B.     B. Complete mole


  1. The chromosomal constitution of the complete mole is androgenetic (i.e. of paternal origin), characteristically 46XX, and is probably due to the fertilisation of an 'empty' ovum by a spermatozoon carrying an X chromosome which is then reduplicated.
  2. Grossly, the placenta is obviously abnormal with swollen villi.
  3. Histologically, the oedema is confirmed; there is an absence of stromal vessels and circumferential trophoblastic hyperplasia affecting all villi.
  4. The constituent trophoblast may show varying degrees of cytological atypia.



The importance of correctly diagnosing hydatidiform mole is that, in a small number of cases, the disorder may be complicated by persistent trophoblastic disease.

This term encompasses two main pathological entities with similar clinical manifestations, diagnosed by persistently elevated or rising urinary hCG levels following evacuation of molar tissue.

  1. Invasive mole; chorionic villi are present within the myometrium and myometrial vessels.
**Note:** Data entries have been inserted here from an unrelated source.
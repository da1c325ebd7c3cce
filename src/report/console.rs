// Copyright 2025 Lablup Inc. and Jeongkyu Shin
//
// Licensed under the Apache License, Version 2.0 (the "License");
// you may not use this file except in compliance with the License.
// You may obtain a copy of the License at
//
//     http://www.apache.org/licenses/LICENSE-2.0
//
// Unless required by applicable law or agreed to in writing, software
// distributed under the License is distributed on an "AS IS" BASIS,
// WITHOUT WARRANTIES OR CONDITIONS OF ANY KIND, either express or implied.
// See the License for the specific language governing permissions and
// limitations under the License.

use std::fmt::Write;

use super::{HostRecord, ReportKind, VolumeRecord};

const NAME_WIDTH: usize = 36;
const HOST_WIDTH: usize = 28;
const POLICY_WIDTH: usize = 14;
const CAPACITY_WIDTH: usize = 12;
const STATE_WIDTH: usize = 16;

fn truncate(value: &str, width: usize) -> String {
    if value.chars().count() <= width {
        value.to_string()
    } else {
        let mut out: String = value.chars().take(width.saturating_sub(1)).collect();
        out.push('~');
        out
    }
}

fn heading(out: &mut String, kind: ReportKind, count: usize) {
    let _ = writeln!(out);
    let _ = writeln!(out, "{} ({count})", kind.title());
}

pub fn render_hosts(kind: ReportKind, records: &[HostRecord]) -> String {
    let mut out = String::new();
    heading(&mut out, kind, records.len());
    let _ = writeln!(
        out,
        "{:<HOST_WIDTH$} {:<STATE_WIDTH$} {:<STATE_WIDTH$}",
        "Name", "Connection", "Power"
    );
    let _ = writeln!(out, "{}", "-".repeat(HOST_WIDTH + 2 * STATE_WIDTH + 2));
    for record in records {
        let _ = writeln!(
            out,
            "{:<HOST_WIDTH$} {:<STATE_WIDTH$} {:<STATE_WIDTH$}",
            truncate(&record.name, HOST_WIDTH),
            truncate(&record.connection_state, STATE_WIDTH),
            truncate(&record.power_state, STATE_WIDTH),
        );
    }
    out
}

pub fn render_volumes(kind: ReportKind, records: &[VolumeRecord]) -> String {
    let mut out = String::new();
    heading(&mut out, kind, records.len());
    let _ = writeln!(
        out,
        "{:<NAME_WIDTH$} {:>CAPACITY_WIDTH$} {:<HOST_WIDTH$} {:<POLICY_WIDTH$} {:>8}",
        "CanonicalName", "CapacityGB", "Host", "Policy", "IOPS"
    );
    let _ = writeln!(
        out,
        "{}",
        "-".repeat(NAME_WIDTH + CAPACITY_WIDTH + HOST_WIDTH + POLICY_WIDTH + 8 + 4)
    );
    for record in records {
        let iops = record
            .commands_per_path
            .map(|v| v.to_string())
            .unwrap_or_else(|| "-".to_string());
        let _ = writeln!(
            out,
            "{:<NAME_WIDTH$} {:>CAPACITY_WIDTH$.2} {:<HOST_WIDTH$} {:<POLICY_WIDTH$} {:>8}",
            truncate(&record.canonical_name, NAME_WIDTH),
            record.capacity_gb,
            truncate(&record.host, HOST_WIDTH),
            truncate(&record.multipath_policy, POLICY_WIDTH),
            iops,
        );
    }
    out
}
// Copyright 2025 Lablup Inc. and Jeongkyu Shin
//
// Licensed under the Apache License, Version 2.0 (the "License");
// you may not use this file except in compliance with the License.
// You may obtain a copy of the License at
//
//     http://www.apache.org/licenses/LICENSE-2.0
//
// Unless required by applicable law or agreed to in writing, software
// distributed under the License is distributed on an "AS IS" BASIS,
// WITHOUT WARRANTIES OR CONDITIONS OF ANY KIND, either express or implied.
// See the License for the specific language governing permissions and
// limitations under the License.

//! Terminal prompts. Everything asked here is collected before the
//! workflow starts, except the remediation confirmation.

use dialoguer::{theme::ColorfulTheme, Confirm, Input, Password};

use crate::common::config::{AppConfig, Credentials, Endpoint};
use crate::error::{Error, Result};
use crate::inventory::Volume;

fn prompt_error(e: dialoguer::Error) -> Error {
    Error::Prompt(e.to_string())
}

#[allow(clippy::ptr_arg)]
fn not_blank(input: &String) -> std::result::Result<(), &'static str> {
    if input.trim().is_empty() {
        Err("value cannot be empty")
    } else {
        Ok(())
    }
}

pub fn cluster_name() -> Result<String> {
    let theme = ColorfulTheme::default();
    let name: String = Input::with_theme(&theme)
        .with_prompt("Cluster name")
        .validate_with(not_blank)
        .interact_text()
        .map_err(prompt_error)?;
    Ok(name.trim().to_string())
}

/// Username from `--user` or a prompt; password from the environment or a
/// hidden prompt.
pub fn credentials(user: Option<String>, endpoint: &Endpoint) -> Result<Credentials> {
    let theme = ColorfulTheme::default();

    let username = match user {
        Some(user) => user,
        None => Input::with_theme(&theme)
            .with_prompt(format!("Username for {}", endpoint.host))
            .validate_with(not_blank)
            .interact_text()
            .map_err(prompt_error)?,
    };

    let password = match std::env::var(AppConfig::PASSWORD_ENV) {
        Ok(password) if !password.is_empty() => {
            tracing::debug!("Using password from {}", AppConfig::PASSWORD_ENV);
            password
        }
        _ => Password::with_theme(&theme)
            .with_prompt(format!("Password for {username}@{}", endpoint.host))
            .interact()
            .map_err(prompt_error)?,
    };

    Ok(Credentials::new(username, password))
}

pub fn confirm_remediation(targets: &[Volume]) -> Result<bool> {
    let hosts = {
        let mut names: Vec<&str> = targets.iter().map(|v| v.host_name.as_str()).collect();
        names.sort_unstable();
        names.dedup();
        names.len()
    };
    Confirm::with_theme(&ColorfulTheme::default())
        .with_prompt(format!(
            "Set round-robin to switch paths every {} command(s) on {} volume(s) across {hosts} host(s)?",
            AppConfig::TARGET_COMMANDS_PER_PATH,
            targets.len(),
        ))
        .default(false)
        .interact()
        .map_err(prompt_error)
}
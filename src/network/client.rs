use std::time::Duration;

use reqwest::{Method, StatusCode};
use serde::de::DeserializeOwned;
use serde::Serialize;
use url::Url;

use super::wire::{ClusterSummary, HostSummary, MultipathInfo, MultipathUpdate, ScsiLunSummary};
use crate::common::config::{AppConfig, Credentials, Endpoint};
use crate::error::{Error, Result};
use crate::inventory::{ClusterRef, Host, LunType, MultipathPolicy, Session, Volume};
use crate::traits::ManagementApi;

/// [`ManagementApi`] over the management server's JSON REST interface.
pub struct RestManagementClient {
    client: reqwest::Client,
}

impl RestManagementClient {
    /// `accept_invalid_certs` only affects this client; nothing global changes.
    pub fn new(accept_invalid_certs: bool) -> Result<Self> {
        let client = reqwest::Client::builder()
            .timeout(Duration::from_secs(AppConfig::REQUEST_TIMEOUT_SECS))
            .connect_timeout(Duration::from_secs(AppConfig::CONNECTION_TIMEOUT_SECS))
            .danger_accept_invalid_certs(accept_invalid_certs)
            .build()
            .map_err(|e| Error::Config(format!("failed to build HTTP client: {e}")))?;

        Ok(Self { client })
    }

    fn url(base: &str, segments: &[&str]) -> std::result::Result<Url, String> {
        let mut url = Url::parse(base).map_err(|e| format!("invalid base URL {base}: {e}"))?;
        url.path_segments_mut()
            .map_err(|_| format!("base URL {base} cannot carry a path"))?
            .pop_if_empty()
            .extend(segments);
        Ok(url)
    }

    async fn send_json<B, T>(
        &self,
        session: &Session,
        method: Method,
        segments: &[&str],
        query: &[(&str, &str)],
        body: Option<&B>,
    ) -> std::result::Result<T, String>
    where
        B: Serialize + ?Sized,
        T: DeserializeOwned,
    {
        let url = Self::url(&session.base_url, segments)?;
        let mut request = self
            .client
            .request(method, url.clone())
            .header(AppConfig::SESSION_HEADER, session.token());
        if !query.is_empty() {
            request = request.query(query);
        }
        if let Some(body) = body {
            request = request.json(body);
        }

        let response = request
            .send()
            .await
            .map_err(|e| format!("request to {url} failed: {e}"))?;
        let status = response.status();
        if !status.is_success() {
            return Err(format!("HTTP {status} from {url}"));
        }
        response
            .json::<T>()
            .await
            .map_err(|e| format!("invalid response from {url}: {e}"))
    }

    async fn get_json<T: DeserializeOwned>(
        &self,
        session: &Session,
        segments: &[&str],
        query: &[(&str, &str)],
    ) -> std::result::Result<T, String> {
        self.send_json::<(), T>(session, Method::GET, segments, query, None)
            .await
    }
}

impl ManagementApi for RestManagementClient {
    async fn connect(&self, endpoint: &Endpoint, credentials: &Credentials) -> Result<Session> {
        let auth_error = |message: String| Error::Authentication {
            endpoint: endpoint.to_string(),
            message,
        };

        let base = endpoint.base_url();
        let url = Self::url(&base, &["api", "session"]).map_err(auth_error)?;
        tracing::debug!(endpoint = %endpoint, "Opening session");

        let response = self
            .client
            .post(url)
            .basic_auth(&credentials.username, Some(credentials.password()))
            .send()
            .await
            .map_err(|e| auth_error(format!("request failed: {e}")))?;

        let status = response.status();
        if status == StatusCode::UNAUTHORIZED || status == StatusCode::FORBIDDEN {
            return Err(auth_error(format!("credentials rejected (HTTP {status})")));
        }
        if !status.is_success() {
            return Err(auth_error(format!("unexpected HTTP {status}")));
        }

        let token: String = response
            .json()
            .await
            .map_err(|e| auth_error(format!("invalid session response: {e}")))?;
        if token.is_empty() {
            return Err(auth_error("server returned an empty session token".to_string()));
        }

        Ok(Session::new(base, token))
    }

    async fn disconnect(&self, session: Session) -> Result<()> {
        let url = Self::url(&session.base_url, &["api", "session"]).map_err(Error::Teardown)?;
        let response = self
            .client
            .delete(url)
            .header(AppConfig::SESSION_HEADER, session.token())
            .send()
            .await
            .map_err(|e| Error::Teardown(e.to_string()))?;

        let status = response.status();
        if !status.is_success() {
            return Err(Error::Teardown(format!("HTTP {status}")));
        }
        tracing::debug!(base_url = %session.base_url, "Session closed");
        Ok(())
    }

    async fn resolve_cluster(&self, session: &Session, name: &str) -> Result<ClusterRef> {
        let clusters: Vec<ClusterSummary> = self
            .get_json(session, &["api", "vcenter", "cluster"], &[("names", name)])
            .await
            .map_err(|reason| Error::ClusterResolution {
                name: name.to_string(),
                reason,
            })?;

        clusters
            .into_iter()
            .find(|c| c.name == name)
            .map(|c| ClusterRef {
                id: c.cluster,
                name: c.name,
            })
            .ok_or_else(|| Error::ClusterResolution {
                name: name.to_string(),
                reason: "no cluster with that exact name".to_string(),
            })
    }

    async fn list_hosts(&self, session: &Session, cluster: &ClusterRef) -> Result<Vec<Host>> {
        let hosts: Vec<HostSummary> = self
            .get_json(
                session,
                &["api", "vcenter", "host"],
                &[("clusters", cluster.id.as_str())],
            )
            .await
            .map_err(|message| Error::Inventory {
                operation: "list hosts",
                message,
            })?;

        Ok(hosts.into_iter().map(Host::from).collect())
    }

    async fn list_volumes(
        &self,
        session: &Session,
        hosts: &[Host],
        lun_type: LunType,
    ) -> Result<Vec<Volume>> {
        let mut volumes = Vec::new();
        for host in hosts {
            let luns: Vec<ScsiLunSummary> = self
                .get_json(
                    session,
                    &["api", "vcenter", "host", host.id.as_str(), "storage", "scsi-luns"],
                    &[("lun_type", lun_type.as_str())],
                )
                .await
                .map_err(|message| Error::Inventory {
                    operation: "list volumes",
                    message: format!("{}: {message}", host.name),
                })?;

            volumes.extend(
                luns.into_iter()
                    .filter(|lun| lun.lun_type.eq_ignore_ascii_case(lun_type.as_str()))
                    .map(|lun| lun.into_volume(&host.id, &host.name)),
            );
        }
        Ok(volumes)
    }

    async fn set_volume_threshold(
        &self,
        session: &Session,
        volumes: &[Volume],
        commands_per_path: u32,
    ) -> Result<Vec<Volume>> {
        let update = MultipathUpdate {
            policy: MultipathPolicy::RoundRobin,
            commands_per_path,
        };

        let mut updated = Vec::with_capacity(volumes.len());
        for volume in volumes {
            let lun: ScsiLunSummary = self
                .send_json(
                    session,
                    Method::PATCH,
                    &[
                        "api",
                        "vcenter",
                        "host",
                        volume.host_id.as_str(),
                        "storage",
                        "scsi-luns",
                        volume.canonical_name.as_str(),
                        "multipath",
                    ],
                    &[],
                    Some(&update),
                )
                .await
                .map_err(|message| Error::Remediation {
                    volume: format!("{} on {}", volume.canonical_name, volume.host_name),
                    message,
                })?;

            tracing::debug!(
                volume = %volume.canonical_name,
                host = %volume.host_name,
                commands_per_path,
                "Multipathing updated"
            );
            updated.push(lun.into_volume(&volume.host_id, &volume.host_name));
        }
        Ok(updated)
    }
}

/// Build the JSON a server returns for a LUN; shared with tests and the mock server.
pub fn lun_summary(volume: &Volume, lun_type: LunType) -> ScsiLunSummary {
    ScsiLunSummary {
        canonical_name: volume.canonical_name.clone(),
        lun_type: lun_type.as_str().to_string(),
        capacity_bytes: volume.capacity_bytes,
        multipath: MultipathInfo {
            policy: volume.policy.clone(),
            commands_per_path: volume.commands_per_path,
        },
    }
}
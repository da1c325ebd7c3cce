// Copyright 2025 Lablup Inc. and Jeongkyu Shin
//
// Licensed under the Apache License, Version 2.0 (the "License");
// you may not use this file except in compliance with the License.
// You may obtain a copy of the License at
//
//     http://www.apache.org/licenses/LICENSE-2.0
//
// Unless required by applicable law or agreed to in writing, software
// distributed under the License is distributed on an "AS IS" BASIS,
// WITHOUT WARRANTIES OR CONDITIONS OF ANY KIND, either express or implied.
// See the License for the specific language governing permissions and
// limitations under the License.

//! JSON bodies exchanged with the management server.

use serde::{Deserialize, Serialize};

use crate::inventory::{ConnectionState, Host, MultipathPolicy, PowerState, Volume};

#[derive(Debug, Clone, Serialize, Deserialize)]
pub struct ClusterSummary {
    pub cluster: String,
    pub name: String,
}

#[derive(Debug, Clone, Serialize, Deserialize)]
pub struct HostSummary {
    pub host: String,
    pub name: String,
    pub connection_state: ConnectionState,
    pub power_state: PowerState,
}

impl From<HostSummary> for Host {
    fn from(summary: HostSummary) -> Self {
        Host {
            id: summary.host,
            name: summary.name,
            connection_state: summary.connection_state,
            power_state: summary.power_state,
        }
    }
}

#[derive(Debug, Clone, Serialize, Deserialize)]
pub struct MultipathInfo {
    pub policy: MultipathPolicy,
    #[serde(default, skip_serializing_if = "Option::is_none")]
    pub commands_per_path: Option<u32>,
}

#[derive(Debug, Clone, Serialize, Deserialize)]
pub struct ScsiLunSummary {
    pub canonical_name: String,
    pub lun_type: String,
    pub capacity_bytes: u64,
    pub multipath: MultipathInfo,
}

impl ScsiLunSummary {
    pub fn into_volume(self, host_id: &str, host_name: &str) -> Volume {
        Volume {
            canonical_name: self.canonical_name,
            capacity_bytes: self.capacity_bytes,
            host_id: host_id.to_string(),
            host_name: host_name.to_string(),
            policy: self.multipath.policy,
            commands_per_path: self.multipath.commands_per_path,
        }
    }
}

/// Body of the multipath update request.
#[derive(Debug, Clone, Serialize, Deserialize)]
pub struct MultipathUpdate {
    pub policy: MultipathPolicy,
    pub commands_per_path: u32,
}
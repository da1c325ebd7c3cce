//! HTTP server implementation for the mock server

use std::net::SocketAddr;
use std::sync::Arc;

use anyhow::Result;
use axum::extract::{Path, Query, State};
use axum::http::{header, HeaderMap, StatusCode};
use axum::routing::{get, patch, post};
use axum::{Json, Router};
use base64::engine::general_purpose::STANDARD;
use base64::Engine;
use serde::Deserialize;
use tokio::net::TcpListener;
use tokio::sync::RwLock;
use tower_http::trace::TraceLayer;

use crate::common::config::AppConfig;
use crate::mock::inventory::MockInventory;
use crate::mock::Args;
use crate::network::wire::{ClusterSummary, HostSummary, MultipathUpdate, ScsiLunSummary};

pub type SharedInventory = Arc<RwLock<MockInventory>>;

#[derive(Debug, Deserialize)]
pub struct ClusterQuery {
    names: Option<String>,
}

#[derive(Debug, Deserialize)]
pub struct HostQuery {
    clusters: Option<String>,
}

#[derive(Debug, Deserialize)]
pub struct LunQuery {
    lun_type: Option<String>,
}

/// Decode `Basic base64(user:pass)`.
pub fn parse_basic_auth(headers: &HeaderMap) -> Option<(String, String)> {
    let value = headers.get(header::AUTHORIZATION)?.to_str().ok()?;
    let encoded = value.strip_prefix("Basic ")?;
    let decoded = String::from_utf8(STANDARD.decode(encoded.trim()).ok()?).ok()?;
    let (user, pass) = decoded.split_once(':')?;
    Some((user.to_string(), pass.to_string()))
}

fn session_token(headers: &HeaderMap) -> Option<&str> {
    headers.get(AppConfig::SESSION_HEADER)?.to_str().ok()
}

async fn require_session(state: &SharedInventory, headers: &HeaderMap) -> Result<(), StatusCode> {
    let token = session_token(headers).ok_or(StatusCode::UNAUTHORIZED)?;
    if state.read().await.is_valid_session(token) {
        Ok(())
    } else {
        Err(StatusCode::UNAUTHORIZED)
    }
}

async fn create_session(
    State(state): State<SharedInventory>,
    headers: HeaderMap,
) -> Result<Json<String>, StatusCode> {
    let (user, pass) = parse_basic_auth(&headers).ok_or(StatusCode::UNAUTHORIZED)?;
    match state.write().await.login(&user, &pass) {
        Some(token) => {
            tracing::info!(user = %user, "Session created");
            Ok(Json(token))
        }
        None => {
            tracing::warn!(user = %user, "Rejected login");
            Err(StatusCode::UNAUTHORIZED)
        }
    }
}

async fn delete_session(State(state): State<SharedInventory>, headers: HeaderMap) -> StatusCode {
    let Some(token) = session_token(&headers) else {
        return StatusCode::UNAUTHORIZED;
    };
    if state.write().await.logout(token) {
        StatusCode::NO_CONTENT
    } else {
        StatusCode::UNAUTHORIZED
    }
}

async fn list_clusters(
    State(state): State<SharedInventory>,
    headers: HeaderMap,
    Query(query): Query<ClusterQuery>,
) -> Result<Json<Vec<ClusterSummary>>, StatusCode> {
    require_session(&state, &headers).await?;
    Ok(Json(state.read().await.clusters_named(query.names.as_deref())))
}

async fn list_hosts(
    State(state): State<SharedInventory>,
    headers: HeaderMap,
    Query(query): Query<HostQuery>,
) -> Result<Json<Vec<HostSummary>>, StatusCode> {
    require_session(&state, &headers).await?;
    Ok(Json(state.read().await.hosts_in(query.clusters.as_deref())))
}

async fn list_luns(
    State(state): State<SharedInventory>,
    headers: HeaderMap,
    Path(host_id): Path<String>,
    Query(query): Query<LunQuery>,
) -> Result<Json<Vec<ScsiLunSummary>>, StatusCode> {
    require_session(&state, &headers).await?;
    let inventory = state.read().await;
    let host = inventory.host(&host_id).ok_or(StatusCode::NOT_FOUND)?;
    // An unhealthy host cannot answer storage queries.
    if !host.is_healthy() {
        return Err(StatusCode::SERVICE_UNAVAILABLE);
    }
    inventory
        .luns_of(&host_id, query.lun_type.as_deref())
        .map(Json)
        .ok_or(StatusCode::NOT_FOUND)
}

async fn update_multipath(
    State(state): State<SharedInventory>,
    headers: HeaderMap,
    Path((host_id, canonical_name)): Path<(String, String)>,
    Json(update): Json<MultipathUpdate>,
) -> Result<Json<ScsiLunSummary>, StatusCode> {
    require_session(&state, &headers).await?;
    if !update.policy.is_round_robin() {
        return Err(StatusCode::BAD_REQUEST);
    }
    let mut inventory = state.write().await;
    match inventory.update_multipath(
        &host_id,
        &canonical_name,
        update.policy,
        update.commands_per_path,
    ) {
        Ok(lun) => {
            tracing::info!(
                host = %host_id,
                lun = %canonical_name,
                commands_per_path = update.commands_per_path,
                "Multipath updated"
            );
            Ok(Json(lun))
        }
        Err(true) => Err(StatusCode::NOT_FOUND),
        Err(false) => {
            tracing::warn!(host = %host_id, lun = %canonical_name, "Simulated update failure");
            Err(StatusCode::CONFLICT)
        }
    }
}

pub fn router(state: SharedInventory) -> Router {
    Router::new()
        .route("/api/session", post(create_session).delete(delete_session))
        .route("/api/vcenter/cluster", get(list_clusters))
        .route("/api/vcenter/host", get(list_hosts))
        .route("/api/vcenter/host/{host}/storage/scsi-luns", get(list_luns))
        .route(
            "/api/vcenter/host/{host}/storage/scsi-luns/{lun}/multipath",
            patch(update_multipath),
        )
        .layer(TraceLayer::new_for_http())
        .with_state(state)
}

/// Serve the simulated cluster until the process is stopped.
pub async fn start_server(args: Args) -> Result<()> {
    let inventory = MockInventory::generate(&args);
    let healthy = inventory.hosts.iter().filter(|h| h.is_healthy()).count();
    let state = Arc::new(RwLock::new(inventory));

    let addr = SocketAddr::from(([127, 0, 0, 1], args.port));
    let listener = TcpListener::bind(addr).await?;
    println!("Listening on http://{addr}");
    println!(
        "Cluster '{}': {healthy} healthy host(s), {} unhealthy, {} disk LUN(s) per host",
        args.cluster, args.unhealthy_hosts, args.luns_per_host
    );
    println!("Login: {} / {}", args.username, args.password);

    axum::serve(listener, router(state)).await?;
    Ok(())
}
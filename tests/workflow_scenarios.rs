// Copyright 2025 Lablup Inc. and Jeongkyu Shin
//
// Licensed under the Apache License, Version 2.0 (the "License");
// you may not use this file except in compliance with the License.
// You may obtain a copy of the License at
//
//     http://www.apache.org/licenses/LICENSE-2.0
//
// Unless required by applicable law or agreed to in writing, software
// distributed under the License is distributed on an "AS IS" BASIS,
// WITHOUT WARRANTIES OR CONDITIONS OF ANY KIND, either express or implied.
// See the License for the specific language governing permissions and
// limitations under the License.

//! End-to-end runs of the remediation workflow against an in-memory server.

use std::cell::Cell;

use rr_iops::common::config::{Credentials, Endpoint, WorkflowConfig};
use rr_iops::inventory::{ConnectionState, MultipathPolicy, PowerState};
use rr_iops::report::{FileReportSink, ReportKind};
use rr_iops::testing::{
    healthy_host, host, round_robin_volumes, volume, FailPoint, FakeCluster, FakeManagementApi,
    FakeProbe, MemoryReportSink,
};
use rr_iops::workflow::{RemediationOutcome, Stage, Workflow};
use rr_iops::Error;

fn credentials() -> Credentials {
    Credentials::new("administrator@vsphere.local", "correct-horse")
}

fn config(cluster: &str) -> WorkflowConfig {
    WorkflowConfig::new(
        Endpoint::parse("vc01.lab.local", 443).unwrap(),
        cluster,
        credentials(),
    )
}

/// Two healthy hosts with a mix of volumes, one powered-off host.
fn mixed_cluster() -> FakeCluster {
    let esx01 = healthy_host("esx01");
    let esx02 = healthy_host("esx02");
    let esx03 = host("esx03", ConnectionState::Connected, PowerState::PoweredOff);

    let mut esx01_volumes = round_robin_volumes(&esx01, 2, 1000);
    esx01_volumes.push(volume(&esx01, "naa.esx01-mru", MultipathPolicy::MostRecentlyUsed, None));
    let mut esx02_volumes = round_robin_volumes(&esx02, 2, 1);
    esx02_volumes.push(volume(&esx02, "naa.esx02-rr-unset", MultipathPolicy::RoundRobin, None));
    let esx03_volumes = round_robin_volumes(&esx03, 3, 1000);

    FakeCluster::new("domain-c8", "prod-01")
        .host(esx01, esx01_volumes)
        .host(esx02, esx02_volumes)
        .host(esx03, esx03_volumes)
}

#[tokio::test]
async fn test_all_compliant_cluster_needs_no_remediation() {
    let esx01 = healthy_host("esx01");
    let esx02 = healthy_host("esx02");
    let cluster = FakeCluster::new("domain-c8", "prod-01")
        .host(esx01.clone(), round_robin_volumes(&esx01, 4, 1))
        .host(esx02.clone(), round_robin_volumes(&esx02, 4, 1));
    let api = FakeManagementApi::new(credentials()).with_cluster(cluster);
    let probe = FakeProbe::reachable();
    let mut sink = MemoryReportSink::new();

    let summary = Workflow::new(&api, &probe, config("prod-01"))
        .run(&mut sink)
        .await
        .expect("run should succeed");

    assert_eq!(summary.outcome, RemediationOutcome::NothingToDo);
    assert!(summary.remediated.is_empty());
    assert_eq!(sink.volume_count(ReportKind::Compliant), Some(8));
    assert_eq!(sink.volume_count(ReportKind::RemediationTargets), None);
    assert_eq!(sink.volume_count(ReportKind::Remediated), None);
    assert!(!sink.hosts.contains_key(&ReportKind::UnhealthyHosts));

    let calls = api.calls();
    assert_eq!(calls.set_threshold, 0);
    assert_eq!(calls.disconnect, 1);
}

#[tokio::test]
async fn test_unhealthy_host_is_reported_and_never_queried() {
    let off = host("esx01", ConnectionState::Connected, PowerState::PoweredOff);
    let on = healthy_host("esx02");
    let off_volumes = round_robin_volumes(&off, 2, 1000);
    let on_volumes = vec![
        volume(&on, "naa.a", MultipathPolicy::Fixed, None),
        volume(&on, "naa.b", MultipathPolicy::MostRecentlyUsed, None),
        volume(&on, "naa.c", MultipathPolicy::Fixed, None),
    ];
    let cluster = FakeCluster::new("domain-c9", "prod-02")
        .host(off.clone(), off_volumes)
        .host(on.clone(), on_volumes);
    let api = FakeManagementApi::new(credentials()).with_cluster(cluster);
    let probe = FakeProbe::reachable();
    let mut sink = MemoryReportSink::new();

    let summary = Workflow::new(&api, &probe, config("prod-02"))
        .run(&mut sink)
        .await
        .unwrap();

    let unhealthy = &sink.hosts[&ReportKind::UnhealthyHosts];
    assert_eq!(unhealthy.len(), 1);
    assert_eq!(unhealthy[0].name, "esx01");
    assert_eq!(unhealthy[0].power_state, "POWERED_OFF");

    assert_eq!(sink.volume_count(ReportKind::NonRoundRobin), Some(3));
    assert_eq!(sink.volume_count(ReportKind::RemediationTargets), None);
    assert_eq!(summary.outcome, RemediationOutcome::NothingToDo);

    let calls = api.calls();
    assert_eq!(calls.queried_hosts, vec![on.id.clone()]);
    assert_eq!(calls.set_threshold, 0);
    assert!(calls.updated_volumes.is_empty());
}

#[tokio::test]
async fn test_authentication_failure_skips_cluster_and_teardown() {
    let api = FakeManagementApi::new(credentials()).with_cluster(mixed_cluster());
    let probe = FakeProbe::reachable();
    let mut sink = MemoryReportSink::new();
    let mut config = config("prod-01");
    config.credentials = Credentials::new("administrator@vsphere.local", "wrong");

    let mut workflow = Workflow::new(&api, &probe, config);
    let err = workflow.run(&mut sink).await.unwrap_err();

    assert!(matches!(err, Error::Authentication { .. }), "got {err}");
    assert_eq!(err.exit_code(), 1);
    assert_eq!(workflow.stage(), Stage::Connected);

    let calls = api.calls();
    assert_eq!(calls.connect, 1);
    assert_eq!(calls.resolve_cluster, 0);
    assert_eq!(calls.disconnect, 0);
}

#[tokio::test]
async fn test_unknown_cluster_tears_down_and_is_not_reachability_error() {
    let api = FakeManagementApi::new(credentials()).with_cluster(mixed_cluster());
    let probe = FakeProbe::reachable();
    let mut sink = MemoryReportSink::new();

    let mut workflow = Workflow::new(&api, &probe, config("prod-1"));
    let err = workflow.run(&mut sink).await.unwrap_err();

    assert!(matches!(err, Error::ClusterResolution { .. }), "got {err}");
    assert!(err.to_string().contains("prod-1"));
    assert!(!err.to_string().contains("unreachable"));
    assert_eq!(err.exit_code(), 1);
    assert_eq!(workflow.stage(), Stage::Disconnected);

    let calls = api.calls();
    assert_eq!(calls.disconnect, 1);
    assert_eq!(calls.list_hosts, 0);
}
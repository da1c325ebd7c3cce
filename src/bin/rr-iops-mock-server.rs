use anyhow::Result;
use clap::Parser;
use rr_iops::common::logging::init_tracing;
use rr_iops::mock::{start_server, Args};

#[tokio::main]
async fn main() -> Result<()> {
    init_tracing("rr_iops=info,tower_http=debug");
    let args = Args::parse();
    start_server(args).await
}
The main complication is uterine perforation.
  2. Choriocarcinoma; this is a rare, malignant neoplasm of trophoblast with a propensity to systemic metastasis.
  3. Although there is usually a preceding history of hydatidiform mole, choriocarcinoma may follow a miscarriage or very rarely an apparently normal pregnancy. It is more common in the Far East and, without treatment, has a high mortality. A biphasic pattern of invading cyto- and syncytiotrophoblast is the characteristic appearance of this tumour.
  4. Cases of hydatidiform mole are monitored by estimation of the serum and urinary hCG. If the level rises, or does not fall, then the patient will receive chemotherapy irrespective of the precise pathological diagnosis.

Post-partum haemorrhage: 


There are three main causes of post-partum haemorrhage:

  1. Retained chorionic villi
  2. Infection
  3. Inadequate involution of placental bed vessels.
    1. Retained chorionic villi are unusual after normal pregnancy, but are more common following miscarriage or termination of pregnancy.
    2. Normally, after parturition, the myometrial segments of the uteroplacental spiral arteries are left behind, and rapidly undergo thrombosis to prevent torrential haemorrhage.
    3. Other involutionary changes then take place, and over the course of a few weeks the vessels resume their non-pregnant appearance.
    4. However, in a substantial number of cases of post-partum haemorrhage, the vessels are seen to be still distended and only partially thrombosed, so-called inadequate involution
      The control mechanisms of normal involution and the causes of its failure are unknown.
Ectopic Pregnancy
  1. Pregnancy outside uterine cavity
  2. Fallopian tube is commonest site
  3. Leads to pain and haemorrhage when it ruptures
  4. Pregnancy-associated changes in endometrium
    1. An ectopic pregnancy is the occurrence of pregnancy outside the uterine cavity; its incidence is increasing.
    2. Occasionally, there is evidence of a fallopian tube abnormality such as chronic inflammation. The apparently increasing incidence of ectopic pregnancy may be related to increasing tubal infection.
    3. In most cases, however, there is no obvious cause, and a functional defect in tubal transport is assumed.
    4. The presenting symptoms are due to the physical expansion of the developing pregnancy within the limited space of the tube.
    5. Thus pain, with or without rupture, and haemoperitoneum are the commonest presenting features.
    6. In most cases, the pregnancy and fetus per se are not abnormal, and the same physiological changes associated with implantation can be seen in the fallopian tube as are seen in the uterus.
    7. The finding of pregnancy-associated changes in the endometrium in the absence of trophoblast or a fetus should always alert the possibility of an ectopic pregnancy (Arias-Stella phenomenon).